= Saved entries =
---------------
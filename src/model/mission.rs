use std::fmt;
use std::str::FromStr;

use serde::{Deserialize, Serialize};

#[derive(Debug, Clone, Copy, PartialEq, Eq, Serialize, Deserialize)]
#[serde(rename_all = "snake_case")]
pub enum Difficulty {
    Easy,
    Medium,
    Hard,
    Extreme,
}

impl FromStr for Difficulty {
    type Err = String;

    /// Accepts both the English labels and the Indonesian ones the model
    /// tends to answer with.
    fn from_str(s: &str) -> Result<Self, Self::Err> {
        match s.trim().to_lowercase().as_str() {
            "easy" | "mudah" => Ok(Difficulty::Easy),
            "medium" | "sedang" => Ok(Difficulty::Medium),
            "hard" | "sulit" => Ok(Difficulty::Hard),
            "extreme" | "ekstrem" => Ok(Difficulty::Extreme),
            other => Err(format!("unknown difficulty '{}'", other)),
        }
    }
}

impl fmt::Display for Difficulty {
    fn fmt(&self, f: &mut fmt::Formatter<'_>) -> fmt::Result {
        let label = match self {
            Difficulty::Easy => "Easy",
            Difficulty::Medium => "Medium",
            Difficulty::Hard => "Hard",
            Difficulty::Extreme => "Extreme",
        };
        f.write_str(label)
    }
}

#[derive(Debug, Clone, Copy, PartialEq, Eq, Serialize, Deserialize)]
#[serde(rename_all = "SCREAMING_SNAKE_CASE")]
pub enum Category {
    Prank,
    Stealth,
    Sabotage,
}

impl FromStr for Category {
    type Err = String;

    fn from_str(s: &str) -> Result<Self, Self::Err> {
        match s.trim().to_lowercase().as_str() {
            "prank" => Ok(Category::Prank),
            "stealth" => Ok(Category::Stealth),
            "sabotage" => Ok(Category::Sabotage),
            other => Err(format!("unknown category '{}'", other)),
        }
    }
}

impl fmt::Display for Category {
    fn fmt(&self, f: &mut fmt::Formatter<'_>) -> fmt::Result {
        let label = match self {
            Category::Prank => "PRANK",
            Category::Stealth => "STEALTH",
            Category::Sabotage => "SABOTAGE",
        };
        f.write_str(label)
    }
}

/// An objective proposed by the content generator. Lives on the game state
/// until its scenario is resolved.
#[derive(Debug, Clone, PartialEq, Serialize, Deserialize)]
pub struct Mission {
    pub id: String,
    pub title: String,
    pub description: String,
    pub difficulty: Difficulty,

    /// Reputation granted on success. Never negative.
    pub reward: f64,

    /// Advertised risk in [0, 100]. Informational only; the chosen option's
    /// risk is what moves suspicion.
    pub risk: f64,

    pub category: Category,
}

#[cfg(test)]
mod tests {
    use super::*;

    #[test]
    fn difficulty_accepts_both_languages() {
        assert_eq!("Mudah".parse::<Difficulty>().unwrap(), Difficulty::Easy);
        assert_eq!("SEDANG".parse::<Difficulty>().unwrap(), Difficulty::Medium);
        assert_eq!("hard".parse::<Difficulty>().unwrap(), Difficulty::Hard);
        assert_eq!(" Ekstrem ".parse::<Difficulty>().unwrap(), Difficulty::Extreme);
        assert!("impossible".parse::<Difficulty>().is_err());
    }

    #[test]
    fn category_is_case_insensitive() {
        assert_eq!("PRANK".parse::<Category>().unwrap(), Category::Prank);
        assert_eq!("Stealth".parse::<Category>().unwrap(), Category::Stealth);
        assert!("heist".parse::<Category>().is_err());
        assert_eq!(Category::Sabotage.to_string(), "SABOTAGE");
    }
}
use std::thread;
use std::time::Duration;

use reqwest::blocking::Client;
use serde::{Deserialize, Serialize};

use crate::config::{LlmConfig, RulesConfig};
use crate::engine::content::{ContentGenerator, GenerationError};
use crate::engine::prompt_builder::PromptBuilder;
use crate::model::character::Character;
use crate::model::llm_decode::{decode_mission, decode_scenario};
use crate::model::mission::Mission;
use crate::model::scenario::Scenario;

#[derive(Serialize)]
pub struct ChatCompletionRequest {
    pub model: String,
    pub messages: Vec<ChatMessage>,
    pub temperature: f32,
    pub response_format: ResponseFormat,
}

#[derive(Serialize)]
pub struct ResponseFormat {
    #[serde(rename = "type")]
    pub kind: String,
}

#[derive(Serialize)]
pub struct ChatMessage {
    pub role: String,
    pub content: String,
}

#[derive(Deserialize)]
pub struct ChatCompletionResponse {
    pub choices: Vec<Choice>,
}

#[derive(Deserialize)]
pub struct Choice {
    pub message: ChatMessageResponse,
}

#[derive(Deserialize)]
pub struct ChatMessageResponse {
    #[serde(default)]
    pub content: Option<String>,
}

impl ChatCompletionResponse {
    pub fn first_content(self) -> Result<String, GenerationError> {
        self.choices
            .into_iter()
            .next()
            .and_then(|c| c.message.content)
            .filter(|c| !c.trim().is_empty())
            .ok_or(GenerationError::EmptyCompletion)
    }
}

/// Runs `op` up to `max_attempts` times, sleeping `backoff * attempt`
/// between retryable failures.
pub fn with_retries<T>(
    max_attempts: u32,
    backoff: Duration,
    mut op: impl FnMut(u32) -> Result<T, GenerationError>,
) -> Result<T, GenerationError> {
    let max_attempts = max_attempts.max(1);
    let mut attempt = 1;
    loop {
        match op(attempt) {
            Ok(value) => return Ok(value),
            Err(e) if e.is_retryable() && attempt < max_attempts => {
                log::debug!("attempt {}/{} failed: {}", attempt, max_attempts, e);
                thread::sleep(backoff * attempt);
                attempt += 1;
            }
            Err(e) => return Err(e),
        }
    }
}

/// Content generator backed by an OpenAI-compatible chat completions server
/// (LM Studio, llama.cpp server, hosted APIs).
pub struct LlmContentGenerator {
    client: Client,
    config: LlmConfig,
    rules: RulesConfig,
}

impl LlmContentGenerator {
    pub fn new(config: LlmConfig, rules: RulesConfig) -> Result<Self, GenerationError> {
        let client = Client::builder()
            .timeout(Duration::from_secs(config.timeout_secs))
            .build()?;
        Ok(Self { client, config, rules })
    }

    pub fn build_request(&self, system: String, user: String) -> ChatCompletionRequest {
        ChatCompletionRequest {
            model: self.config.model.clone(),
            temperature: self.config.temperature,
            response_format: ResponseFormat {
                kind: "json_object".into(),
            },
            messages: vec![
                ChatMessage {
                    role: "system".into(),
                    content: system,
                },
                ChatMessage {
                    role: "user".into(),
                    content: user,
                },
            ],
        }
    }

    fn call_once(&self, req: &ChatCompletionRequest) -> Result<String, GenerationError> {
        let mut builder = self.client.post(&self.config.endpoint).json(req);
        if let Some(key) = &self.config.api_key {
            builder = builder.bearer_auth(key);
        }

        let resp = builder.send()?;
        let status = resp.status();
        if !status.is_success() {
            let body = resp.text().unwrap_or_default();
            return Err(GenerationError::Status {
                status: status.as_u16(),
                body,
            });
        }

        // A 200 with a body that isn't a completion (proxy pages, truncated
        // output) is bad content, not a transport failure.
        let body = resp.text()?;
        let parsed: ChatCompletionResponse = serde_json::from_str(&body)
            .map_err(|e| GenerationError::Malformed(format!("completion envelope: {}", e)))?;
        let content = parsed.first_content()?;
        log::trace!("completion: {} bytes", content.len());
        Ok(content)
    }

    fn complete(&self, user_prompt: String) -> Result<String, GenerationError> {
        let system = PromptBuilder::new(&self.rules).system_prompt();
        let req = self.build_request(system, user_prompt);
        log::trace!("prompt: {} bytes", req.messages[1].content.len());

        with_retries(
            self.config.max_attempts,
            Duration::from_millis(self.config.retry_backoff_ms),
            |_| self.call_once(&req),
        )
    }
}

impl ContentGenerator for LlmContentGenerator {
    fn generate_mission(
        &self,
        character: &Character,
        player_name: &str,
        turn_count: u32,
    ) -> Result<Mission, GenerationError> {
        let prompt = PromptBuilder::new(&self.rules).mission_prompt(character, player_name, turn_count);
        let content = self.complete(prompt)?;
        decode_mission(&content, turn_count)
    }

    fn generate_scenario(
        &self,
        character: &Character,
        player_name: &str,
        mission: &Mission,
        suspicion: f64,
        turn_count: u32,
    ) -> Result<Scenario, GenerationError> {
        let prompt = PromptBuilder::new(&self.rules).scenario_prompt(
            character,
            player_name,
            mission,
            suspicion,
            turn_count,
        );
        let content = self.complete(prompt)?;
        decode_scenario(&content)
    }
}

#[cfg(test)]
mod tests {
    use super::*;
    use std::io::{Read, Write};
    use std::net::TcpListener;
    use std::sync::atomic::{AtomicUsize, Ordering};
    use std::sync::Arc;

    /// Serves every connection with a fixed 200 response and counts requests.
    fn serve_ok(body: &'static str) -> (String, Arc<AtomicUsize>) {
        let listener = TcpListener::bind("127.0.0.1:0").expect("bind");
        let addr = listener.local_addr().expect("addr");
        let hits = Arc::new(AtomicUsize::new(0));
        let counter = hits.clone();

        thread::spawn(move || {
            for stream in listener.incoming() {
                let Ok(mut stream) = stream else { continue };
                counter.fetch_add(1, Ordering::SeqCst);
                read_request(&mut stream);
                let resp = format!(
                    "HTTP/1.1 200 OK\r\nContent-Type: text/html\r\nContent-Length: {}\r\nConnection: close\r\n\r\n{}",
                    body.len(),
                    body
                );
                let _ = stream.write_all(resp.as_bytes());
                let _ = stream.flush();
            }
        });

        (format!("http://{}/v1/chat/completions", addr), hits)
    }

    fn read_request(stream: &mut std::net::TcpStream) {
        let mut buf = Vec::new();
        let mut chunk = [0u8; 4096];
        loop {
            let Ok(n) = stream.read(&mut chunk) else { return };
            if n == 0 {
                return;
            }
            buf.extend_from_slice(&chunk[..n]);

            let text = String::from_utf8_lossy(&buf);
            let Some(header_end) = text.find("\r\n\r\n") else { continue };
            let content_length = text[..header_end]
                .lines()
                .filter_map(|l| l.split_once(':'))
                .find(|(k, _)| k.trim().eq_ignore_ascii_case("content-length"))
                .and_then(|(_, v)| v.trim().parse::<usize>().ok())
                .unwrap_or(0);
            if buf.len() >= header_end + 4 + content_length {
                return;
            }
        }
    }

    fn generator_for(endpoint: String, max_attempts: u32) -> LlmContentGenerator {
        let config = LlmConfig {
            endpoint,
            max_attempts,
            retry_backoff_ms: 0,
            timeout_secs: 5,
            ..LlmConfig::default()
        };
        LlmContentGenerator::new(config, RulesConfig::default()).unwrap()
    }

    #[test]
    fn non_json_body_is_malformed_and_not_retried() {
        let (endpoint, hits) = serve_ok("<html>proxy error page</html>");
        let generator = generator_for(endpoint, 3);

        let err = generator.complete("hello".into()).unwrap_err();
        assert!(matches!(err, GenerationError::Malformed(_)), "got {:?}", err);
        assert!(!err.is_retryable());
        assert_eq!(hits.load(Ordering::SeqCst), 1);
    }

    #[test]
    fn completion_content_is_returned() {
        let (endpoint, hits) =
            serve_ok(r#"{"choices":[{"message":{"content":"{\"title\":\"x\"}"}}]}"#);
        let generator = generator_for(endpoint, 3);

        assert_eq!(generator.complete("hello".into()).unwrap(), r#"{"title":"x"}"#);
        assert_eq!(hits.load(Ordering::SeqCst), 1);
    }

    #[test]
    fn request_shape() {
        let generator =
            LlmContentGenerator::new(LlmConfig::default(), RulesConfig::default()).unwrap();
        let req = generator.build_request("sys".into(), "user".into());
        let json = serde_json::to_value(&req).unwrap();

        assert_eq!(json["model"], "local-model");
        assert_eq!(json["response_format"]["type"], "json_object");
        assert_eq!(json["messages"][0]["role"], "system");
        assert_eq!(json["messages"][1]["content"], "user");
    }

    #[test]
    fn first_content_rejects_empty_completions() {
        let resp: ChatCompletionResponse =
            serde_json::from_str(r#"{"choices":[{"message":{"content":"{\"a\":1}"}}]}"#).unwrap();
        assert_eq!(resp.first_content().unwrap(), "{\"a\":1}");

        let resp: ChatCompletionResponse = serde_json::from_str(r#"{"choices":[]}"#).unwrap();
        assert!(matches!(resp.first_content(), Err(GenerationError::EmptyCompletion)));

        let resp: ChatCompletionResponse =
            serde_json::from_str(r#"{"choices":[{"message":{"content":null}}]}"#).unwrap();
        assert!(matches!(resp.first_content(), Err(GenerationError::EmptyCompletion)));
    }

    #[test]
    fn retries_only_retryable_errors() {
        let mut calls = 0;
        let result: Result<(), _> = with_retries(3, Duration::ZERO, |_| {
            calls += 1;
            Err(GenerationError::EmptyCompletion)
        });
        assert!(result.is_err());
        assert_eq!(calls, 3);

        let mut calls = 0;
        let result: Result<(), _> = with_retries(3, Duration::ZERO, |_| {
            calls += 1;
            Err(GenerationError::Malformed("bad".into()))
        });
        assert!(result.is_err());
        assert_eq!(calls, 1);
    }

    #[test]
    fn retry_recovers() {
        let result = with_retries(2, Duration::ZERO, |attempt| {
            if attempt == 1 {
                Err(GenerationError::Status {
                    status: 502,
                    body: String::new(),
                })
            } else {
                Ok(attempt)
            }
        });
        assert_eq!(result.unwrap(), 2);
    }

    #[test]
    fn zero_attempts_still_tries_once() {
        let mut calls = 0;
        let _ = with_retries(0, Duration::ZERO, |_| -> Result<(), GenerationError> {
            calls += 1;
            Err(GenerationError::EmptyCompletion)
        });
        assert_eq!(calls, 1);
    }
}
---------------
= Task description =
Repeat the entries verbatim through the line with "impl fmt::Display for Difficulty".

= Reply to the exercise =
filename src/model/mission.rs
use std::fmt;
use std::str::FromStr;

use serde::{Deserialize, Serialize};

#[derive(Debug, Clone, Copy, PartialEq, Eq, Serialize, Deserialize)]
#[serde(rename_all = "snake_case")]
pub enum Difficulty {
    Easy,
    Medium,
    Hard,
    Extreme,
}

impl FromStr for Difficulty {
    type Err = String;

    /// Accepts both the English labels and the Indonesian ones the model
    /// tends to answer with.
    fn from_str(s: &str) -> Result<Self, Self::Err> {
        match s.trim().to_lowercase().as_str() {
            "easy" | "mudah" => Ok(Difficulty::Easy),
            "medium" | "sedang" => Ok(Difficulty::Medium),
            "hard" | "sulit" => Ok(Difficulty::Hard),
            "extreme" | "ekstrem" => Ok(Difficulty::Extreme),
            other => Err(format!("unknown difficulty '{}'", other)),
        }
    }
}

impl fmt::Display for Difficulty {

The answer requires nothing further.